BEIJING: China reported 3,297 locally transmitted confirmed COVID-19 cases on Monday, the National Health Commission said on Tuesday, while the lockdowns in cities are creating wider ramifications. Beijing staring at national crisis,
Of these new locally transmitted cases, China’s economic hub Shanghai According to the Xinhua news agency report, 3,084 cases and 17,332 locally asymptomatic infections were reported.
There were seven new deaths from Kovid-19 in Shanghai on Monday.
In addition to Shanghai, 18 other provincial-level regions on the mainland saw new local COVID-19 cases, including 88 in the northeastern province of Jilin.
A total of 1,912 Kovid-19 patients were discharged from hospitals after recovering on the Chinese mainland on Monday, the commission’s report said.
Across China, cities are locking down their residents, supply lines are broken, and officials scramble to secure the movement of basic goods, in the wake of their largest recorded outbreak of Covid-19. With the government in danger of spiraling into a national crisis of its own. ,
At least 44 Chinese cities are under either complete or partial lockdown, as officials try to stop the spread of the highly permeable Omicron variant, investment banks Nomura and CNN reported Thursday.
In Shanghai, the epicenter of the country’s latest outbreak, the once unimaginable scramble for the ultra-modern financial capital has become part of the daily struggle for 25 million people.

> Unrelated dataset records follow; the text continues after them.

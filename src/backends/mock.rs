//! Scripted backend for tests.

use std::collections::BTreeSet;
use std::sync::atomic::{AtomicBool, AtomicUsize, Ordering};
use std::sync::{Mutex, PoisonError};

use super::cancel::CancelToken;
use super::NotificationBackend;
use crate::icons::ResolvedIcon;
use crate::types::{Capability, NotificationRequest, SendOutcome};

/// Mock backend that records requests and returns a scripted outcome.
///
/// With no scripted outcome it answers `Delivered` for plain requests and
/// `NoResponse` for interactive ones.
#[derive(Debug)]
pub struct MockBackend {
    name: String,
    priority: i32,
    capabilities: BTreeSet<Capability>,
    available: AtomicBool,
    outcome: Mutex<Option<SendOutcome>>,
    calls: Mutex<Vec<(NotificationRequest, ResolvedIcon)>>,
    availability_checks: AtomicUsize,
}

impl MockBackend {
    /// Creates an available mock with every capability.
    #[must_use]
    pub fn new(name: impl Into<String>, priority: i32) -> Self {
        Self {
            name: name.into(),
            priority,
            capabilities: [
                Capability::Actions,
                Capability::Urgency,
                Capability::Timeout,
                Capability::Icons,
                Capability::Markup,
            ]
            .into_iter()
            .collect(),
            available: AtomicBool::new(true),
            outcome: Mutex::new(None),
            calls: Mutex::new(Vec::new()),
            availability_checks: AtomicUsize::new(0),
        }
    }

    /// Replaces the capability set.
    #[must_use]
    pub fn with_capabilities(mut self, capabilities: impl IntoIterator<Item = Capability>) -> Self {
        self.capabilities = capabilities.into_iter().collect();
        self
    }

    pub fn set_available(&self, available: bool) {
        self.available.store(available, Ordering::SeqCst);
    }

    /// Makes every following send return `outcome`.
    pub fn set_outcome(&self, outcome: SendOutcome) {
        *self.outcome.lock().unwrap_or_else(PoisonError::into_inner) = Some(outcome);
    }

    #[must_use]
    pub fn send_count(&self) -> usize {
        self.calls.lock().unwrap_or_else(PoisonError::into_inner).len()
    }

    #[must_use]
    pub fn get_send_calls(&self) -> Vec<(NotificationRequest, ResolvedIcon)> {
        self.calls
            .lock()
            .unwrap_or_else(PoisonError::into_inner)
            .clone()
    }

    /// Number of `is_available` probes so far.
    #[must_use]
    pub fn availability_checks(&self) -> usize {
        self.availability_checks.load(Ordering::SeqCst)
    }

    pub fn clear_calls(&self) {
        self.calls
            .lock()
            .unwrap_or_else(PoisonError::into_inner)
            .clear();
    }
}

impl NotificationBackend for MockBackend {
    fn name(&self) -> &str {
        &self.name
    }

    fn priority(&self) -> i32 {
        self.priority
    }

    fn capabilities(&self) -> BTreeSet<Capability> {
        self.capabilities.clone()
    }

    fn is_available(&self) -> bool {
        self.availability_checks.fetch_add(1, Ordering::SeqCst);
        self.available.load(Ordering::SeqCst)
    }

    fn send(
        &self,
        request: &NotificationRequest,
        icon: &ResolvedIcon,
        _cancel: &CancelToken,
    ) -> SendOutcome {
        self.calls
            .lock()
            .unwrap_or_else(PoisonError::into_inner)
            .push((request.clone(), icon.clone()));

        let scripted = self
            .outcome
            .lock()
            .unwrap_or_else(PoisonError::into_inner)
            .clone();
        scripted.unwrap_or_else(|| {
            if request.has_actions() {
                SendOutcome::no_response()
            } else {
                SendOutcome::Delivered
            }
        })
    }
}
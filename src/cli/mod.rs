//! CLI module for desktop-notify.
//!
//! This module provides the command-line interface:
//! - `commands`: Command definitions using clap derive
//! - `display`: Output formatting and display logic

pub mod commands;
pub mod display;

pub use commands::{Cli, Commands, ResolveArgs, SendArgs};
pub use display::Display;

There, residents have been forbidden to leave the confines of their apartments or housing blocks for weeks, desperate for food and freedom – some in social media clips screaming in frustration from their windows or clashing with dangerous-clad workers. have been seen doing. Even after a tentative plan for a partial easing of measures was released on Monday, there seems to be no end in sight, CNN reports.
The current situation may be the most important challenge for the country – and, arguably, for the Chinese leader. Xi Jinping against zero covid Policy.
Getting supplies across the country has become a formidable challenge, with some expressways closed, and truck drivers stuck in quarantine or at thousands of highway health checkpoints.
Some cities have discouraged their residents from leaving, such as the major southern port of Guangzhou, which requires its 18 million people to show a negative COVID test if they want to exit. Furthermore, the zero-Covid policy has sparked growing frustration and anger in Shanghai and threatens more disruption, magnifying the risks for the Communist Party.